Logic control of the two logic level inputs (L0 and I1) of the output current allows digital selection of the motor winding current at 100%, 67%, 33% or 0% of the maximum level of the meter. The 0% output current condition turns off all drivers in the bridge and can be used as an output enable function. Current Control Truth Table l0 I1 Output Current LLV REF/10 RS=ITRIP HLV REF/15 RS=2/3 ITRIP LHV REF/30 RS=1/3 ITRIP H 0 These logic stage inputs greatly enhance the μP control drive format accomplish. During half-step operation, l0 and l1 allow the μP to control the motor with constant torque between all positions in eight steps typical of the application sequence. This is done by digitally selecting 100% drive current when only one phase is on and 67% drive current when both phases are on. A logic high on l0 and l1 turns off all drivers to allow fast current decay when switching phases. This helps ensure proper operation of the motor at high step rates. A logic control input can also be used to select a reduced current level (and reduced power consumption) for "hold" conditions and/or increased current (and available torque) for start-up conditions. Generally speaking, the phase input of each bridge determines the direction of motor winding current flow. An internally generated dead time (about 2 μs) prevents cross currents that can occur when switching phase inputs. All four drivers in the bridge output can be turned off between two steps (l0=l1 382 ; 2.4v), resulting in fast current decay through the internal output clamp and flyback diode. In half-step and high-speed applications, fast current decay is required. The phase, l0, and I1 inputs float high. Changing the reference voltage (VREF) provides continuous control of peak load current for microstepping applications. Thermal protection circuitry shuts down all drivers when the junction temperature reaches +170°C. It is only used to protect the device from faults caused by excessive junction temperature and should not be meant to allow output short circuits. The output drivers are re-enabled when the junction temperature drops to +145°C. The UDN2916B/EB/LB output drivers are optimized for low output saturation voltages of less than 1.8 V (source plus sink) total output voltage at 500 mA. Under normal operating conditions, when combined with the excellent thermal performance of the batwing assembly design, this allows both bridges to operate simultaneously and continuously at 500 mA.

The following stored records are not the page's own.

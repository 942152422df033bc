//! SelectorClassifier - normalized selector → [`SelectorShape`]
//!
//! Input selectors come out of the normalizer: the component itself is `&`,
//! component references are `__COMPONENT_<Name>__`, combinators are spaced.
//! Anything outside the supported shapes is `Unsupported`, which makes the
//! caller bail. A space before a pseudo (`& :hover`) targets descendants and
//! is never folded into a same-element pseudo.

use lazy_static::lazy_static;
use regex::Regex;

use crate::features::selector::domain::{AttributeKind, SelectorShape, SiblingKind};
use crate::shared::models::slot::contains_slot_placeholder;
use crate::shared::utils::css_value::split_commas;
use crate::shared::utils::naming::to_pascal_case;

lazy_static! {
    static ref ATTRIBUTE_RE: Regex =
        Regex::new(r#"^\s*([\w-]+)\s*([\^$*~|]?=)\s*["']?([^"']*)["']?\s*$"#).unwrap();
    static ref COMPONENT_PREFIX_RE: Regex =
        Regex::new(r"^__COMPONENT_([A-Za-z_$][\w$]*)__").unwrap();
}

const LEGACY_PSEUDO_ELEMENTS: &[&str] = &["before", "after", "first-line", "first-letter"];

#[derive(Debug, Default, Clone, Copy)]
pub struct SelectorClassifier;

/// Same-element part of a selector (`:hover[type="checkbox"]::after`)
#[derive(Debug, Default, PartialEq)]
struct Compound {
    pseudos: String,
    pseudo_element: Option<String>,
    attribute: Option<String>,
}

impl SelectorClassifier {
    pub fn new() -> Self {
        Self
    }

    /// Classify one selector for an element rendering `element` (`Some("input")`
    /// for `styled.input`, `None` for wrapped components)
    pub fn classify(&self, selector: &str, element: Option<&str>) -> SelectorShape {
        let selector = selector.trim();
        if contains_slot_placeholder(selector) {
            return unsupported("interpolated selector");
        }

        let branches = split_commas(selector);
        if branches.len() > 1 {
            return self.classify_group(&branches, element);
        }

        if selector == "&" {
            return SelectorShape::SelfRule;
        }
        if let Some(rest) = selector.strip_prefix('&') {
            return self.classify_self_prefixed(rest, element);
        }
        if let Some(caps) = COMPONENT_PREFIX_RE.captures(selector) {
            let component = caps[1].to_string();
            return self.classify_component_ancestor(component, &selector[caps[0].len()..]);
        }
        unsupported("selector does not start at the component")
    }

    /// Comma groups: every branch must be a same-element pseudo
    fn classify_group(&self, branches: &[String], element: Option<&str>) -> SelectorShape {
        let mut names = Vec::new();
        for branch in branches {
            match self.classify(branch, element) {
                SelectorShape::Pseudo(branch_names) => names.extend(branch_names),
                _ => return unsupported("comma group with a branch that is not a simple pseudo"),
            }
        }
        SelectorShape::Pseudo(names)
    }

    fn classify_self_prefixed(&self, rest: &str, element: Option<&str>) -> SelectorShape {
        if rest.starts_with(' ') {
            return self.classify_relation(rest.trim_start());
        }

        let (compound, tail) = match scan_compound(rest) {
            Ok(parsed) => parsed,
            Err(reason) => return unsupported(&reason),
        };
        let tail = tail.trim();

        if !tail.is_empty() {
            // `&:hover ${Icon}`
            if compound.attribute.is_some() || compound.pseudo_element.is_some() {
                return unsupported("descendant of an attribute or pseudo-element selector");
            }
            return match exact_component(tail) {
                Some(component) => SelectorShape::DescendantComponent {
                    component,
                    ancestor_pseudo: non_empty(compound.pseudos),
                },
                None => unsupported("descendant, child or sibling element selector"),
            };
        }

        if let Some(attribute) = compound.attribute {
            if !compound.pseudos.is_empty() {
                return unsupported("pseudo combined with attribute selector");
            }
            return match attribute_kind(&attribute, element) {
                Some(kind) => SelectorShape::Attribute {
                    suffix: attribute_suffix(&kind),
                    kind,
                    pseudo_element: compound.pseudo_element,
                },
                None => unsupported("attribute selector outside the supported catalogue"),
            };
        }

        if let Some(element) = compound.pseudo_element {
            return SelectorShape::PseudoElement {
                element,
                pseudo: non_empty(compound.pseudos),
            };
        }

        match non_empty(compound.pseudos) {
            Some(pseudo) => SelectorShape::Pseudo(vec![pseudo]),
            None => unsupported("empty selector"),
        }
    }

    /// `& <combinator> ...` with the leading `&` and space removed
    fn classify_relation(&self, rest: &str) -> SelectorShape {
        if rest.starts_with(':') {
            return unsupported("descendant pseudo (space before the pseudo)");
        }
        match rest {
            "+ &" => return SelectorShape::SiblingOfSelf(SiblingKind::Adjacent),
            "~ &" => return SelectorShape::SiblingOfSelf(SiblingKind::General),
            _ => {}
        }
        match exact_component(rest) {
            Some(component) => SelectorShape::DescendantComponent {
                component,
                ancestor_pseudo: None,
            },
            None => unsupported("descendant, child or sibling element selector"),
        }
    }

    /// `__COMPONENT_X__:hover &` with the component prefix removed
    fn classify_component_ancestor(&self, component: String, rest: &str) -> SelectorShape {
        let (compound, tail) = match scan_compound(rest) {
            Ok(parsed) => parsed,
            Err(reason) => return unsupported(&reason),
        };
        if compound.attribute.is_some() || compound.pseudo_element.is_some() {
            return unsupported("ancestor component with attribute or pseudo-element");
        }
        if tail.trim() != "&" {
            return unsupported("component reference not followed by the component itself");
        }
        SelectorShape::ComponentAncestor {
            component,
            pseudo: non_empty(compound.pseudos),
        }
    }
}

fn unsupported(reason: &str) -> SelectorShape {
    SelectorShape::Unsupported(reason.to_string())
}

fn non_empty(text: String) -> Option<String> {
    if text.is_empty() {
        None
    } else {
        Some(text)
    }
}

fn exact_component(text: &str) -> Option<String> {
    let caps = COMPONENT_PREFIX_RE.captures(text)?;
    if caps[0].len() == text.len() {
        Some(caps[1].to_string())
    } else {
        None
    }
}

/// Scan the same-element part; returns it with the remaining text
/// (starting at the first top-level space, or empty)
fn scan_compound(text: &str) -> Result<(Compound, &str), String> {
    let mut compound = Compound::default();
    let bytes = text.as_bytes();
    let mut i = 0;

    while i < bytes.len() {
        match bytes[i] {
            b' ' => break,
            b':' => {
                if compound.pseudo_element.is_some() {
                    return Err("pseudo after a pseudo-element".to_string());
                }
                let is_element = bytes.get(i + 1) == Some(&b':');
                let name_start = if is_element { i + 2 } else { i + 1 };
                let name_end = scan_ident(bytes, name_start);
                if name_end == name_start {
                    return Err("empty pseudo name".to_string());
                }
                let end = scan_parens(text, name_end)?;
                let name = &text[name_start..name_end];
                if is_element {
                    compound.pseudo_element = Some(text[i..end].to_string());
                } else if LEGACY_PSEUDO_ELEMENTS.contains(&name) && end == name_end {
                    compound.pseudo_element = Some(format!("::{}", name));
                } else {
                    let pseudo = &text[i..end];
                    if pseudo.contains("__COMPONENT_") || pseudo.contains('&') {
                        return Err("component reference inside a pseudo".to_string());
                    }
                    compound.pseudos.push_str(pseudo);
                }
                i = end;
            }
            b'[' => {
                if compound.attribute.is_some() {
                    return Err("multiple attribute selectors".to_string());
                }
                let close = text[i..]
                    .find(']')
                    .map(|offset| i + offset)
                    .ok_or_else(|| "unterminated attribute selector".to_string())?;
                compound.attribute = Some(text[i + 1..close].to_string());
                i = close + 1;
            }
            b'.' | b'#' => return Err("compound class or id selector on the same element".to_string()),
            _ => return Err("element selector on the same element".to_string()),
        }
    }
    Ok((compound, &text[i..]))
}

fn scan_ident(bytes: &[u8], start: usize) -> usize {
    let mut end = start;
    while end < bytes.len() && (bytes[end].is_ascii_alphanumeric() || bytes[end] == b'-' || bytes[end] == b'_') {
        end += 1;
    }
    end
}

/// Index just past a balanced `( ... )` starting at `start`, or `start`
fn scan_parens(text: &str, start: usize) -> Result<usize, String> {
    if text.as_bytes().get(start) != Some(&b'(') {
        return Ok(start);
    }
    let mut depth = 0usize;
    for (offset, c) in text[start..].char_indices() {
        match c {
            '(' => depth += 1,
            ')' => {
                depth -= 1;
                if depth == 0 {
                    return Ok(start + offset + 1);
                }
            }
            _ => {}
        }
    }
    Err("unbalanced parentheses in pseudo".to_string())
}

fn attribute_kind(attribute: &str, element: Option<&str>) -> Option<AttributeKind> {
    let caps = ATTRIBUTE_RE.captures(attribute)?;
    let (name, op, value) = (&caps[1], &caps[2], &caps[3]);
    match (element?, name, op, value) {
        ("input", "type", "=", "checkbox") => Some(AttributeKind::Checkbox),
        ("input", "type", "=", "radio") => Some(AttributeKind::Radio),
        ("a", "target", "=", "_blank") => Some(AttributeKind::TargetBlank),
        ("a", "href", "^=", v) if !v.is_empty() => Some(AttributeKind::HrefStartsWith(v.to_string())),
        ("a", "href", "$=", v) if !v.is_empty() => Some(AttributeKind::HrefEndsWith(v.to_string())),
        _ => None,
    }
}

fn attribute_suffix(kind: &AttributeKind) -> String {
    match kind {
        AttributeKind::Checkbox => "Checkbox".to_string(),
        AttributeKind::Radio => "Radio".to_string(),
        AttributeKind::TargetBlank => "TargetBlank".to_string(),
        AttributeKind::HrefStartsWith(v) => format!("HrefStarts{}", to_pascal_case(v)),
        AttributeKind::HrefEndsWith(v) => format!("HrefEnds{}", to_pascal_case(v)),
    }
}

#[cfg(test)]
mod tests {
    use super::*;

    fn classify(selector: &str) -> SelectorShape {
        SelectorClassifier::new().classify(selector, Some("button"))
    }

    fn is_unsupported(shape: &SelectorShape) -> bool {
        !shape.is_supported()
    }

    #[test]
    fn test_self_and_pseudos() {
        assert_eq!(classify("&"), SelectorShape::SelfRule);
        assert_eq!(classify("&:hover"), SelectorShape::Pseudo(vec![":hover".into()]));
        assert_eq!(
            classify("&:hover, &:focus-visible"),
            SelectorShape::Pseudo(vec![":hover".into(), ":focus-visible".into()])
        );
        assert_eq!(
            classify("&:hover:not(:disabled)"),
            SelectorShape::Pseudo(vec![":hover:not(:disabled)".into()])
        );
    }

    #[test]
    fn test_pseudo_elements() {
        assert_eq!(
            classify("&::before"),
            SelectorShape::PseudoElement {
                element: "::before".into(),
                pseudo: None
            }
        );
        assert_eq!(
            classify("&:hover:after"),
            SelectorShape::PseudoElement {
                element: "::after".into(),
                pseudo: Some(":hover".into())
            }
        );
        assert!(is_unsupported(&classify("&::before:hover")));
    }

    #[test]
    fn test_unsupported_shapes() {
        assert!(is_unsupported(&classify("& a")));
        assert!(is_unsupported(&classify("& > span")));
        assert!(is_unsupported(&classify("&.active")));
        assert!(is_unsupported(&classify("& :hover")));
        assert!(is_unsupported(&classify("&:hover, & span")));
        assert!(is_unsupported(&classify("&:__SLOT_2__")));
        assert!(is_unsupported(&classify("& + span")));
    }

    #[test]
    fn test_attribute_catalogue_is_gated_by_element() {
        let classifier = SelectorClassifier::new();
        assert_eq!(
            classifier.classify("&[type=\"checkbox\"]", Some("input")),
            SelectorShape::Attribute {
                kind: AttributeKind::Checkbox,
                suffix: "Checkbox".into(),
                pseudo_element: None,
            }
        );
        assert!(is_unsupported(&classifier.classify("&[type=\"checkbox\"]", Some("div"))));
        assert!(is_unsupported(&classifier.classify("&[type=\"checkbox\"]", None)));
        assert_eq!(
            classifier.classify("&[href^=\"http\"]::after", Some("a")),
            SelectorShape::Attribute {
                kind: AttributeKind::HrefStartsWith("http".into()),
                suffix: "HrefStartsHttp".into(),
                pseudo_element: Some("::after".into()),
            }
        );
        assert!(is_unsupported(&classifier.classify("&[disabled]", Some("button"))));
    }

    #[test]
    fn test_component_relations() {
        assert_eq!(
            classify("& __COMPONENT_Icon__"),
            SelectorShape::DescendantComponent {
                component: "Icon".into(),
                ancestor_pseudo: None
            }
        );
        assert_eq!(
            classify("&:hover __COMPONENT_Icon__"),
            SelectorShape::DescendantComponent {
                component: "Icon".into(),
                ancestor_pseudo: Some(":hover".into())
            }
        );
        assert_eq!(
            classify("__COMPONENT_Card__:focus-within &"),
            SelectorShape::ComponentAncestor {
                component: "Card".into(),
                pseudo: Some(":focus-within".into())
            }
        );
        assert!(is_unsupported(&classify("& > __COMPONENT_Icon__")));
        assert!(is_unsupported(&classify("__COMPONENT_Card__ span")));
    }

    #[test]
    fn test_siblings_of_self() {
        assert_eq!(classify("& + &"), SelectorShape::SiblingOfSelf(SiblingKind::Adjacent));
        assert_eq!(classify("& ~ &"), SelectorShape::SiblingOfSelf(SiblingKind::General));
    }
}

UDN2916B dimension unit: inches (control dimension)

Allegro MicroSystems, Inc. reserves the right to deviate from detailed specifications at any time to improve the design of its products. The information contained herein is believed to be accurate and reliable. However, Allegro MicroSystems, Inc. assumes no responsibility for its use or for any infringement of patents or other rights of third parties that may result from its use.
Note: 1. Mesh lead frame. The indicated wires are internally integrated. 2. Lead spacing tolerances are non-cumulative. three. Within the limits shown, the exact body and lead configuration is selected by the supplier.